Bantamweight Michael McDonald and the welterweight Rory MacDonald pretty good approximations for what the light heavyweight kingpin might look like if you shaved half a foot off that reach. By all accounts, they are young (21 and 22, respectively), insanely athletic, uncanny strikers and tireless workers with steady-ish heads on their shoulders.
Both came up in the modern era of MMA, just like Jones, so they're also well rounded.
And as anyone who watched the festivities on Saturday can also attest, they are bound for glory in their weight classes.
Jonny has all those things—the youth, the athleticism, the virtuoso striking, the work ethic, the well-roundedness—but he also has that freakin' reach. Which is a bit like granting Usain Bolt a head start whenever he enters a race.
Whatever Chael Sonnen is smoking notwithstanding (at the 2:35 mark), 205 still is one of the best divisions in the UFC, but Bones is marauding through it, and he's barely breaking a sweat.
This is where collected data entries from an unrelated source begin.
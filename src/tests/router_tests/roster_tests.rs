use serde_json::json;

use crate::errors::AppError;
use crate::tests::utils::{body_json, intake_payload, make_app, get, post_json};

#[test]
fn list_returns_seeded_roster() {
    let app = make_app();
    let mut resp = get(&app, "/assigned-to").unwrap();
    let names = body_json(&mut resp);
    let names: Vec<&str> = names
        .as_array()
        .unwrap()
        .iter()
        .map(|v| v.as_str().unwrap())
        .collect();
    assert!(names.contains(&"Sh_Tarun_Shokeen"));
}

#[test]
fn add_canonicalizes_whitespace_and_appears_once() {
    let app = make_app();
    post_json(&app, "/assigned-to", json!({ "name": "  Km  Poonam " })).unwrap();

    let mut resp = get(&app, "/assigned-to").unwrap();
    let names = body_json(&mut resp);
    let count = names
        .as_array()
        .unwrap()
        .iter()
        .filter(|v| v == &&json!("Km_Poonam"))
        .count();
    assert_eq!(count, 1);

    // A whitespace variant of the same name is the same entry.
    let err = post_json(&app, "/assigned-to", json!({ "name": "Km Poonam" })).unwrap_err();
    assert!(matches!(err, AppError::Duplicate(_)));
}

#[test]
fn add_rejects_blank_name() {
    let app = make_app();
    let err = post_json(&app, "/assigned-to", json!({ "name": "   " })).unwrap_err();
    assert!(matches!(err, AppError::Validation(_)));
}

#[test]
fn remove_then_remove_again_is_not_found() {
    let app = make_app();
    post_json(&app, "/assigned-to/delete", json!({ "name": "Smt_Rekha_Rani" })).unwrap();

    let err =
        post_json(&app, "/assigned-to/delete", json!({ "name": "Smt_Rekha_Rani" })).unwrap_err();
    assert!(matches!(err, AppError::NotFound));
}

#[test]
fn removed_name_disappears_from_fresh_listing() {
    let app = make_app();
    post_json(&app, "/assigned-to", json!({ "name": "Sh_Temp_Mediator" })).unwrap();
    // Warm the cache, then mutate; the next list must not serve stale data.
    get(&app, "/assigned-to").unwrap();
    post_json(&app, "/assigned-to/delete", json!({ "name": "Sh_Temp_Mediator" })).unwrap();

    let mut resp = get(&app, "/assigned-to").unwrap();
    let names = body_json(&mut resp);
    assert!(!names.as_array().unwrap().contains(&json!("Sh_Temp_Mediator")));
}

#[test]
fn deleting_roster_entry_leaves_existing_cases_dangling() {
    let app = make_app();
    post_json(&app, "/cases", intake_payload(5, 2024)).unwrap();
    post_json(&app, "/assigned-to/delete", json!({ "name": "Sh_Tarun_Shokeen" })).unwrap();

    // The case keeps its reference; only new intake is affected.
    let mut resp = post_json(&app, "/cases/query", json!({})).unwrap();
    let result = body_json(&mut resp);
    assert_eq!(result["cases"][0]["assigned_to"], "Sh_Tarun_Shokeen");

    let err = post_json(&app, "/cases", intake_payload(6, 2024)).unwrap_err();
    assert!(matches!(err, AppError::Validation(_)));
}
pub mod report_xlsx;
//! Format and dimension helpers that need no converter state.
//!
//! The upload surface uses these before starting a conversion: to label a
//! dropped file, to preview output dimensions and to name the download.

use crate::convert::parse_format;
use crate::types::JsDimensions;
use recast_core::{dimensions, format, SourceAsset};
use wasm_bindgen::prelude::*;

/// Output dimensions for a `width` x `height` source.
///
/// Never upscales. Pass `undefined` for `maxWidthOrHeight` to keep the
/// source size.
#[wasm_bindgen(js_name = computeDimensions)]
pub fn compute_dimensions(
    width: f64,
    height: f64,
    max_width_or_height: Option<f64>,
    maintain_aspect_ratio: bool,
) -> JsDimensions {
    dimensions::compute_dimensions(width, height, max_width_or_height, maintain_aspect_ratio).into()
}

/// MIME type of the image format detected from the leading bytes, falling
/// back to the declared MIME type and then the file extension.
///
/// Returns `undefined` when the format is not recognized.
#[wasm_bindgen(js_name = detectFormat)]
pub fn detect_format(bytes: &[u8], file_name: Option<String>, mime_type: Option<String>) -> Option<String> {
    let name = file_name.unwrap_or_default();
    let mut asset = SourceAsset::new(bytes, &name);
    if let Some(mime) = mime_type.as_deref() {
        asset = asset.with_mime_type(mime);
    }
    asset.format().map(|f| f.mime_type().to_string())
}

/// Download name for `original` re-encoded as `targetFormat`.
#[wasm_bindgen(js_name = outputFileName)]
pub fn output_file_name(original: &str, target_format: &str) -> Result<String, JsValue> {
    let format = parse_format(target_format).map_err(|e| JsValue::from_str(&e))?;
    Ok(format::output_file_name(original, format))
}


#[cfg(all(test, target_arch = "wasm32"))]
mod wasm_tests {
    use super::*;
    use wasm_bindgen_test::*;

    #[wasm_bindgen_test]
    fn test_output_file_name_unknown_format() {
        assert!(output_file_name("holiday.png", "tiff").is_err());
    }
}
//! WASM-compatible wrapper types.
//!
//! These wrap the core result types and expose them to JavaScript through
//! getters, converting Rust enums and options into plain JS values.

use recast_core::{ConversionResult, Dimensions};
use wasm_bindgen::prelude::*;

/// Result of a conversion, as seen from JavaScript.
///
/// # Memory Management
///
/// The encoded bytes live in WASM memory and in the blob behind `url`.
/// `bytes()` copies them into a `Uint8Array`. When the preview or download
/// is finished, pass `url` to `Converter.revoke` to release the blob.
#[wasm_bindgen]
pub struct JsConversionResult {
    inner: ConversionResult,
}

#[wasm_bindgen]
impl JsConversionResult {
    /// Object URL of the encoded output.
    #[wasm_bindgen(getter)]
    pub fn url(&self) -> String {
        self.inner.handle.url().to_string()
    }

    #[wasm_bindgen(getter, js_name = fileName)]
    pub fn file_name(&self) -> String {
        self.inner.file_name.clone()
    }

    #[wasm_bindgen(getter, js_name = originalSize)]
    pub fn original_size(&self) -> usize {
        self.inner.original_size
    }

    #[wasm_bindgen(getter, js_name = convertedSize)]
    pub fn converted_size(&self) -> usize {
        self.inner.converted_size
    }

    /// Output format name: `png`, `jpeg` or `webp`.
    #[wasm_bindgen(getter)]
    pub fn format(&self) -> String {
        self.inner.format.to_string()
    }

    #[wasm_bindgen(getter, js_name = mimeType)]
    pub fn mime_type(&self) -> String {
        self.inner.format.mime_type().to_string()
    }

    /// Percent saved. Negative when the output is larger than the input.
    #[wasm_bindgen(getter, js_name = compressionRatio)]
    pub fn compression_ratio(&self) -> f64 {
        self.inner.compression_ratio
    }

    #[wasm_bindgen(getter)]
    pub fn width(&self) -> u32 {
        self.inner.width
    }

    #[wasm_bindgen(getter)]
    pub fn height(&self) -> u32 {
        self.inner.height
    }

    /// Quality of the final encode, in [0, 1].
    #[wasm_bindgen(getter)]
    pub fn quality(&self) -> f64 {
        self.inner.quality
    }

    #[wasm_bindgen(getter, js_name = encodePasses)]
    pub fn encode_passes(&self) -> u32 {
        self.inner.encode_passes
    }

    /// Search probes issued, or `undefined` if no search ran.
    #[wasm_bindgen(getter)]
    pub fn attempts(&self) -> Option<u32> {
        self.inner.search.map(|s| s.attempts)
    }

    /// Whether the size search hit its tolerance band, or `undefined` if
    /// no search ran.
    #[wasm_bindgen(getter)]
    pub fn converged(&self) -> Option<bool> {
        self.inner.search.map(|s| s.converged)
    }

    /// Copy of the encoded bytes as a `Uint8Array`.
    pub fn bytes(&self) -> Vec<u8> {
        self.inner.output.bytes().to_vec()
    }
}

impl JsConversionResult {
    pub(crate) fn from_result(inner: ConversionResult) -> Self {
        Self { inner }
    }
}

/// Output of `computeDimensions`. Values may be fractional.
#[wasm_bindgen]
#[derive(Debug, Clone, Copy)]
pub struct JsDimensions {
    pub width: f64,
    pub height: f64,
}

#[wasm_bindgen]
impl JsDimensions {
    /// Width rounded for surface allocation.
    #[wasm_bindgen(getter, js_name = pixelWidth)]
    pub fn pixel_width(&self) -> u32 {
        Dimensions::new(self.width, self.height).to_pixels().0
    }

    /// Height rounded for surface allocation.
    #[wasm_bindgen(getter, js_name = pixelHeight)]
    pub fn pixel_height(&self) -> u32 {
        Dimensions::new(self.width, self.height).to_pixels().1
    }
}

impl From<Dimensions> for JsDimensions {
    fn from(dims: Dimensions) -> Self {
        Self {
            width: dims.width,
            height: dims.height,
        }
    }
}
It's fitting that his latest triumph came in Atlanta, the starting point for General Sherman's famous rampage through the South. That literal declaration of total warfare is widely credited with severely crippling the Confederacy's physical and psychological ability to fight.
Jon Jones most impressive victory to date may have the same effect on the rest of the light heavyweight division.